Caolinn: Mom…Mom…Mom

Caolinn: Mom.

Caolinn: MOOOOOOMMMMM!!!

Me: For the love of God, what!?

Caolinn: Pizza Hut took the cookie pizza thing from the Domino’s ad and made it into a thing and I need it NOW.

Me: Ha ha!

Caolinn: Mom, I actually need it. Please take me to get one and I’ll give you ALL MY QUARTERS.

Me: Define “need”.

Caolinn: Need as in I’ll die if I don’t get it.  I will legitimately cease to exist.

Me: I’ll think about it, freakshow.

Caolinn: I’m not a freakshow, I’m a trendsetter, Mother, and I’m also hungry and it’s a goddamn cookie pizza.  How do you not see how IMPORTANT this is!?
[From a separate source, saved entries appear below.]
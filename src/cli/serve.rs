use crate::{config::Config, error, info, server, warning};

/// Runs the HTTP service until Ctrl-C.
///
/// Configuration errors and bind failures are fatal: the service cannot do
/// anything useful without credentials or a socket.
pub async fn serve(address: Option<String>, open_browser: bool) {
    let mut config = match Config::from_env() {
        Ok(config) => config,
        Err(e) => error!("Cannot load configuration. Err: {}", e),
    };
    if let Some(address) = address {
        config.server_address = address;
    }

    let address = config.server_address.clone();
    let state = match server::AppState::new(config) {
        Ok(state) => state,
        Err(e) => error!("Cannot initialise HTTP client. Err: {}", e),
    };

    let listener = match server::bind(&address).await {
        Ok(listener) => listener,
        Err(e) => error!("Cannot bind {}. Err: {}", address, e),
    };

    let login_url = match listener.local_addr() {
        Ok(addr) => format!("http://{addr}/login"),
        Err(_) => format!("http://{address}/login"),
    };
    info!("Listening on {}", address);

    if open_browser && webbrowser::open(&login_url).is_err() {
        warning!(
            "Failed to open browser. Please navigate to the following URL manually:\n{}",
            login_url
        )
    }

    if let Err(e) = server::start_api_server(listener, state).await {
        error!("Server stopped. Err: {}", e);
    }
    info!("Shut down");
}
use std::{collections::HashMap, time::Duration};

use reqwest::{StatusCode, header, redirect::Policy};
use serde_json::{Value, json};
use tunebridge::{
    api::state_cookie_name,
    config::Config,
    provider::{Provider, ProviderConfig},
    server::{AppState, router},
};
use wiremock::matchers::{header as header_eq, method, path};
use wiremock::{Mock, MockServer, ResponseTemplate};

struct TestService {
    base: String,
    client: reqwest::Client,
    state: AppState,
}

fn config_against(upstream: &MockServer) -> Config {
    let uri = upstream.uri();
    let mut spotify = ProviderConfig::spotify("sp-id", "sp-secret", "http://127.0.0.1/callback");
    spotify.token_url = format!("{uri}/api/token");
    let mut genius = ProviderConfig::genius("ge-id", "ge-secret", "http://127.0.0.1/callback");
    genius.token_url = format!("{uri}/oauth/token");

    Config {
        server_address: "127.0.0.1:0".to_string(),
        spotify,
        genius,
        spotify_api_url: format!("{uri}/v1"),
        deezer_search_url: format!("{uri}/search"),
        http_timeout: Duration::from_secs(5),
        state_ttl: Duration::from_secs(600),
    }
}

async fn spawn_service(config: Config) -> TestService {
    let state = AppState::new(config).unwrap();
    let listener = tokio::net::TcpListener::bind("127.0.0.1:0").await.unwrap();
    let addr = listener.local_addr().unwrap();
    let app = router(state.clone());
    tokio::spawn(async move {
        axum::serve(listener, app).await.unwrap();
    });

    TestService {
        base: format!("http://{addr}"),
        client: reqwest::Client::builder()
            .redirect(Policy::none())
            .build()
            .unwrap(),
        state,
    }
}

impl TestService {
    async fn get(&self, path: &str) -> reqwest::Response {
        self.client
            .get(format!("{}{}", self.base, path))
            .send()
            .await
            .unwrap()
    }

    /// Runs `/login*` and returns the issued state and its cookie pair.
    async fn login(&self, path: &str, provider: Provider) -> (String, String) {
        let response = self.get(path).await;
        assert_eq!(response.status(), StatusCode::FOUND);

        let location = response.headers()[header::LOCATION].to_str().unwrap();
        let url = reqwest::Url::parse(location).unwrap();
        let query: HashMap<String, String> = url.query_pairs().into_owned().collect();
        let state = query["state"].clone();

        let set_cookie = response.headers()[header::SET_COOKIE].to_str().unwrap();
        let cookie_pair = set_cookie.split(';').next().unwrap().to_string();
        assert_eq!(
            cookie_pair,
            format!("{}={}", state_cookie_name(provider), state)
        );
        assert!(set_cookie.contains("HttpOnly"));

        (state, cookie_pair)
    }

    async fn callback(&self, query: &str, cookie: Option<&str>) -> reqwest::Response {
        let mut request = self
            .client
            .get(format!("{}/callback?{}", self.base, query));
        if let Some(cookie) = cookie {
            request = request.header(header::COOKIE, cookie);
        }
        request.send().await.unwrap()
    }
}

async fn mount_spotify_token(upstream: &MockServer, token: &str) {
    Mock::given(method("POST"))
        .and(path("/api/token"))
        .respond_with(ResponseTemplate::new(200).set_body_json(json!({
            "access_token": token,
            "token_type": "Bearer",
            "expires_in": 3600
        })))
        .mount(upstream)
        .await;
}

#[tokio::test]
async fn test_index_greets() {
    let upstream = MockServer::start().await;
    let service = spawn_service(config_against(&upstream)).await;

    let response = service.get("/").await;
    assert_eq!(response.status(), StatusCode::OK);
    assert!(!response.text().await.unwrap().is_empty());
}

#[tokio::test]
async fn test_login_redirects_to_provider() {
    let upstream = MockServer::start().await;
    let service = spawn_service(config_against(&upstream)).await;

    for (route, provider, host, scope) in [
        ("/login", Provider::Spotify, "accounts.spotify.com", "user-read-private user-read-email"),
        ("/loginSpotify", Provider::Spotify, "accounts.spotify.com", "user-read-private user-read-email"),
        ("/loginGenius", Provider::Genius, "api.genius.com", "me"),
    ] {
        let response = service.get(route).await;
        assert_eq!(response.status(), StatusCode::FOUND);

        let location = response.headers()[header::LOCATION].to_str().unwrap();
        let url = reqwest::Url::parse(location).unwrap();
        assert_eq!(url.host_str(), Some(host));

        let query: HashMap<String, String> = url.query_pairs().into_owned().collect();
        assert_eq!(query["response_type"], "code");
        assert_eq!(query["scope"], scope);
        assert_eq!(query["redirect_uri"], "http://127.0.0.1/callback");
        assert_eq!(query["state"].len(), 16);
        assert!(query["state"].chars().all(|c| c.is_ascii_alphanumeric()));

        let set_cookie = response.headers()[header::SET_COOKIE].to_str().unwrap();
        assert!(set_cookie.starts_with(&format!("{}=", state_cookie_name(provider))));
    }
}

#[tokio::test]
async fn test_login_with_malformed_authorize_url() {
    let upstream = MockServer::start().await;
    let mut config = config_against(&upstream);
    config.spotify.authorize_url = "::broken::".to_string();
    let service = spawn_service(config).await;

    let response = service.get("/login").await;
    assert_eq!(response.status(), StatusCode::INTERNAL_SERVER_ERROR);
}

#[tokio::test]
async fn test_callback_without_code_makes_no_exchange() {
    let upstream = MockServer::start().await;
    Mock::given(method("POST"))
        .respond_with(ResponseTemplate::new(200).set_body_json(json!({"access_token": "x"})))
        .expect(0)
        .mount(&upstream)
        .await;
    let service = spawn_service(config_against(&upstream)).await;
    let (state, cookie) = service.login("/login", Provider::Spotify).await;

    let response = service
        .callback(&format!("code=&state={state}"), Some(&cookie))
        .await;
    assert_eq!(response.status(), StatusCode::BAD_REQUEST);

    let response = service
        .callback(&format!("state={state}"), Some(&cookie))
        .await;
    assert_eq!(response.status(), StatusCode::BAD_REQUEST);
}

#[tokio::test]
async fn test_callback_with_provider_error() {
    let upstream = MockServer::start().await;
    let service = spawn_service(config_against(&upstream)).await;

    let response = service
        .callback("error=access_denied&state=abc", None)
        .await;
    assert_eq!(response.status(), StatusCode::BAD_REQUEST);
    assert!(response.text().await.unwrap().contains("access_denied"));
}

#[tokio::test]
async fn test_callback_rejects_unverified_state() {
    let upstream = MockServer::start().await;
    Mock::given(method("POST"))
        .respond_with(ResponseTemplate::new(200).set_body_json(json!({"access_token": "x"})))
        .expect(0)
        .mount(&upstream)
        .await;
    let service = spawn_service(config_against(&upstream)).await;

    // never issued
    let response = service
        .callback(
            "code=c&state=forged",
            Some(&format!("{}=forged", state_cookie_name(Provider::Spotify))),
        )
        .await;
    assert_eq!(response.status(), StatusCode::BAD_REQUEST);

    // issued, but the browser does not hold the cookie
    let (state, _) = service.login("/login", Provider::Spotify).await;
    let response = service
        .callback(&format!("code=c&state={state}"), None)
        .await;
    assert_eq!(response.status(), StatusCode::BAD_REQUEST);

    assert!(service.state.sessions.token(Provider::Spotify).await.is_err());
}

#[tokio::test]
async fn test_callback_without_cookie_does_not_burn_login() {
    let upstream = MockServer::start().await;
    mount_spotify_token(&upstream, "sp-token").await;
    let service = spawn_service(config_against(&upstream)).await;

    let (state, cookie) = service.login("/login", Provider::Spotify).await;
    let response = service
        .callback(&format!("code=c&state={state}"), None)
        .await;
    assert_eq!(response.status(), StatusCode::BAD_REQUEST);

    let response = service
        .callback(&format!("code=c&state={state}"), Some(&cookie))
        .await;
    assert_eq!(response.status(), StatusCode::OK);
    assert_eq!(
        service.state.sessions.token(Provider::Spotify).await.unwrap(),
        "sp-token"
    );
}

#[tokio::test]
async fn test_spotify_login_then_playlist() {
    let upstream = MockServer::start().await;
    mount_spotify_token(&upstream, "sp-token").await;
    Mock::given(method("GET"))
        .and(path("/v1/playlists/pl1"))
        .and(header_eq("authorization", "Bearer sp-token"))
        .respond_with(ResponseTemplate::new(200).set_body_json(json!({
            "tracks": {
                "items": [
                    { "track": { "name": "A", "artists": [{ "name": "Alice" }, { "name": "Bob" }] } },
                    { "track": { "name": "B", "artists": [{ "name": "Carol" }] } }
                ],
                "next": null
            }
        })))
        .mount(&upstream)
        .await;
    let service = spawn_service(config_against(&upstream)).await;

    let response = service.get("/getPlaylist/pl1").await;
    assert_eq!(response.status(), StatusCode::UNAUTHORIZED);

    let (state, cookie) = service.login("/login", Provider::Spotify).await;
    let response = service
        .callback(&format!("code=the-code&state={state}"), Some(&cookie))
        .await;
    assert_eq!(response.status(), StatusCode::OK);
    let cleared = response.headers()[header::SET_COOKIE].to_str().unwrap().to_string();
    assert!(cleared.contains("Max-Age=0"));
    let body = response.text().await.unwrap();
    assert!(!body.contains("sp-token"));

    let response = service.get("/getPlaylist/pl1").await;
    assert_eq!(response.status(), StatusCode::OK);
    assert_eq!(response.text().await.unwrap(), "Alice Bob - A\nCarol - B\n");

    let health: Value = service.get("/health").await.json().await.unwrap();
    assert_eq!(health["status"], "ok");
    assert_eq!(health["providers"]["spotify"]["status"], "authenticated");
    assert_eq!(health["providers"]["genius"]["status"], "unauthenticated");
}

#[tokio::test]
async fn test_genius_login_stores_genius_token() {
    let upstream = MockServer::start().await;
    Mock::given(method("POST"))
        .and(path("/oauth/token"))
        .respond_with(ResponseTemplate::new(200).set_body_json(json!({"access_token": "ge-token"})))
        .expect(1)
        .mount(&upstream)
        .await;
    let service = spawn_service(config_against(&upstream)).await;

    let (state, cookie) = service.login("/loginGenius", Provider::Genius).await;
    let health: Value = service.get("/health").await.json().await.unwrap();
    assert_eq!(health["providers"]["genius"]["status"], "awaiting_callback");

    let response = service
        .callback(&format!("code=g&state={state}"), Some(&cookie))
        .await;
    assert_eq!(response.status(), StatusCode::OK);

    assert_eq!(
        service.state.sessions.token(Provider::Genius).await.unwrap(),
        "ge-token"
    );
    assert!(service.state.sessions.token(Provider::Spotify).await.is_err());
}

#[tokio::test]
async fn test_failed_exchange_reports_upstream_error() {
    let upstream = MockServer::start().await;
    Mock::given(method("POST"))
        .and(path("/api/token"))
        .respond_with(ResponseTemplate::new(400).set_body_string(r#"{"error":"invalid_grant"}"#))
        .mount(&upstream)
        .await;
    let service = spawn_service(config_against(&upstream)).await;

    let (state, cookie) = service.login("/login", Provider::Spotify).await;
    let response = service
        .callback(&format!("code=bad&state={state}"), Some(&cookie))
        .await;

    assert_eq!(response.status(), StatusCode::BAD_GATEWAY);
    assert!(response.text().await.unwrap().contains("invalid_grant"));
    assert!(service.state.sessions.token(Provider::Spotify).await.is_err());
}

#[tokio::test]
async fn test_rejected_token_is_invalidated() {
    let upstream = MockServer::start().await;
    Mock::given(method("GET"))
        .and(path("/v1/playlists/pl1"))
        .respond_with(ResponseTemplate::new(401).set_body_string("token expired"))
        .mount(&upstream)
        .await;
    let service = spawn_service(config_against(&upstream)).await;
    service
        .state
        .sessions
        .store_token(Provider::Spotify, "stale".to_string())
        .await;

    let response = service.get("/getPlaylist/pl1").await;
    assert_eq!(response.status(), StatusCode::BAD_GATEWAY);

    let health: Value = service.get("/health").await.json().await.unwrap();
    assert_eq!(health["providers"]["spotify"]["status"], "token_invalidated");

    let response = service.get("/getPlaylist/pl1").await;
    assert_eq!(response.status(), StatusCode::UNAUTHORIZED);
}

#[tokio::test]
async fn test_playlist_without_id() {
    let upstream = MockServer::start().await;
    let service = spawn_service(config_against(&upstream)).await;

    for route in ["/getPlaylist", "/getPlaylist/"] {
        let response = service.get(route).await;
        assert_eq!(response.status(), StatusCode::BAD_REQUEST);
    }
}

#[tokio::test]
async fn test_get_track_returns_json() {
    let upstream = MockServer::start().await;
    Mock::given(method("GET"))
        .and(path("/search"))
        .respond_with(ResponseTemplate::new(200).set_body_json(json!({
            "data": [{
                "id": 99,
                "title": "Song",
                "preview": "https://cdn.example/p.mp3",
                "artist": { "id": 5, "name": "X", "picture_medium": "https://cdn.example/a.jpg" },
                "album": { "cover_medium": "https://cdn.example/c.jpg" }
            }]
        })))
        .mount(&upstream)
        .await;
    let service = spawn_service(config_against(&upstream)).await;

    let response = service.get("/getTrack?search=song").await;
    assert_eq!(response.status(), StatusCode::OK);

    let track: Value = response.json().await.unwrap();
    assert_eq!(
        track,
        json!({
            "track_id": 99,
            "artist_id": 5,
            "artist_name": "X",
            "title": "Song",
            "preview_link": "https://cdn.example/p.mp3",
            "artist_picture": "https://cdn.example/a.jpg",
            "album_picture": "https://cdn.example/c.jpg"
        })
    );
}

#[tokio::test]
async fn test_get_track_errors() {
    let upstream = MockServer::start().await;
    Mock::given(method("GET"))
        .and(path("/search"))
        .respond_with(ResponseTemplate::new(200).set_body_json(json!({ "data": [] })))
        .mount(&upstream)
        .await;
    let service = spawn_service(config_against(&upstream)).await;

    let response = service.get("/getTrack").await;
    assert_eq!(response.status(), StatusCode::BAD_REQUEST);

    let response = service.get("/getTrack?search=zzzz").await;
    assert_eq!(response.status(), StatusCode::NOT_FOUND);
}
Me: Jesus Christ…fine…I’ll get you the cookie pizza.

Caolinn: OH MY GOD!!!  I CAN’T EVEN…I’M SO EXCITED THAT I’M HYPERVENTILATING.

Me: I think when you get home, we need to discuss the impact that drama camp is having on you, and whether this is a good thing for you to be in, or not.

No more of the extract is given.